6.The Petition is supported by the grounds set on its face, the Petitioner’s supporting affidavit sworn on 24th October 2023. In response to the Petition, KDIC relies on the replying affidavit of its Chief Executive Officer, Hellen Chepkwony sworn on 16th September 2024 whereas CBK relies on the replying affidavit sworn on 3rd September 2024 by Kennedy Kaunda Abuga, its General Counsel. There was no response from SBM Bank. KDIC depones that in approving the transfer and exclusion process through the transfer of certain assets and certain liabilities, KDIC was guided by the provisions of the KDI Act and the Banking Act(Chapter 488 of the Laws of Kenya) as noted in the Gazette Notices communicating the decisions. That in view of the foregoing, it is evident that the transfer was not undertaken in an opaque manner, as alluded to in the Petition, as all decisions taken were notified to the general public through issuance of relevant Gazette Notices.

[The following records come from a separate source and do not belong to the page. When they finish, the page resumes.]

//! Typed service registry consumed by dependency-injected modules.

use std::any::{type_name, Any, TypeId};
use std::collections::HashMap;
use std::fmt;
use std::hash::{Hash, Hasher};
use std::sync::{Arc, PoisonError, RwLock};

/// Identifies a service by its concrete type.
#[derive(Debug, Clone, Copy)]
pub struct ServiceKey {
    id: TypeId,
    name: &'static str,
}

impl ServiceKey {
    pub fn of<T: Any + Send + Sync>() -> Self {
        Self {
            id: TypeId::of::<T>(),
            name: type_name::<T>(),
        }
    }

    pub fn name(&self) -> &'static str {
        self.name
    }
}

impl PartialEq for ServiceKey {
    fn eq(&self, other: &Self) -> bool {
        self.id == other.id
    }
}

impl Eq for ServiceKey {}

impl Hash for ServiceKey {
    fn hash<H: Hasher>(&self, state: &mut H) {
        self.id.hash(state);
    }
}

impl fmt::Display for ServiceKey {
    fn fmt(&self, f: &mut fmt::Formatter<'_>) -> fmt::Result {
        f.write_str(self.name)
    }
}

type ServiceMap = HashMap<ServiceKey, Arc<dyn Any + Send + Sync>>;

/// Service container. One lock guards the whole map; loading is
/// single-threaded so contention is not a concern.
#[derive(Default)]
pub struct ServiceRegistry {
    services: RwLock<ServiceMap>,
}

impl ServiceRegistry {
    pub fn new() -> Self {
        Self::default()
    }

    /// Register (or replace) the instance for `T`. Returns true if a previous
    /// instance was replaced.
    pub fn register<T: Any + Send + Sync>(&self, service: Arc<T>) -> bool {
        let key = ServiceKey::of::<T>();
        let replaced = self
            .services
            .write()
            .unwrap_or_else(PoisonError::into_inner)
            .insert(key, service)
            .is_some();
        tracing::debug!(service = %key, replaced, "Registered service");
        replaced
    }

    pub fn get<T: Any + Send + Sync>(&self) -> Option<Arc<T>> {
        self.services
            .read()
            .unwrap_or_else(PoisonError::into_inner)
            .get(&ServiceKey::of::<T>())
            .cloned()
            .and_then(|service| service.downcast::<T>().ok())
    }

    /// Existing instance for `T`, or one created by `init` and registered.
    ///
    /// `init` runs with no lock held, so it may use the registry itself. If
    /// another caller registers `T` in the meantime, the first stored instance
    /// wins and is returned.
    pub fn get_or_init<T, F>(&self, init: F) -> Arc<T>
    where
        T: Any + Send + Sync,
        F: FnOnce() -> T,
    {
        if let Some(existing) = self.get::<T>() {
            return existing;
        }

        let created = Arc::new(init());
        let key = ServiceKey::of::<T>();
        let stored = self
            .services
            .write()
            .unwrap_or_else(PoisonError::into_inner)
            .entry(key)
            .or_insert_with(|| created.clone())
            .clone();
        match stored.downcast::<T>() {
            Ok(stored) => {
                if Arc::ptr_eq(&stored, &created) {
                    tracing::debug!(service = %key, "Lazily created service");
                }
                stored
            }
            Err(_) => created,
        }
    }

    pub fn is_registered<T: Any + Send + Sync>(&self) -> bool {
        self.is_service_registered(&ServiceKey::of::<T>())
    }

    pub fn is_service_registered(&self, key: &ServiceKey) -> bool {
        self.services
            .read()
            .unwrap_or_else(PoisonError::into_inner)
            .contains_key(key)
    }

    pub fn unregister<T: Any + Send + Sync>(&self) -> bool {
        self.services
            .write()
            .unwrap_or_else(PoisonError::into_inner)
            .remove(&ServiceKey::of::<T>())
            .is_some()
    }

    /// Remove whatever instance is stored under `key`.
    pub fn unregister_key(&self, key: &ServiceKey) -> bool {
        let removed = self
            .services
            .write()
            .unwrap_or_else(PoisonError::into_inner)
            .remove(key)
            .is_some();
        if removed {
            tracing::debug!(service = %key, "Unregistered service");
        }
        removed
    }

    pub fn registered_keys(&self) -> Vec<ServiceKey> {
        self.services
            .read()
            .unwrap_or_else(PoisonError::into_inner)
            .keys()
            .copied()
            .collect()
    }

    pub fn len(&self) -> usize {
        self.services
            .read()
            .unwrap_or_else(PoisonError::into_inner)
            .len()
    }

    pub fn is_empty(&self) -> bool {
        self.len() == 0
    }
}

7.KDIC states that as captured in the petition and as provided for under section 2 of the KDI Act, the transfer and exclusion process resulted in a transfer to SBM Bank of 75 per cent of the value of deposits currently under moratorium at Chase Bank and the transfer of the majority of staff and branches of the existing Chase Bank operations. That 25 per cent of the value of moratorium deposits would remain in Chase Bank and KDIC is adamant that the Petitioner’s investment does not fall within the meaning of a deposit and liability under the exclusion and transfer process under the KDI Act. KDIC agrees that the Petitioner’s investment was not transferred to SBM Bank as the same did not amount to a deposit and liability within the meaning of the Asset Purchase Agreement, the KDI Act and its regulations. That the nature of the Petitioner’s investment made him assume the role of a creditor within the meaning of section 31 of the KDI Act.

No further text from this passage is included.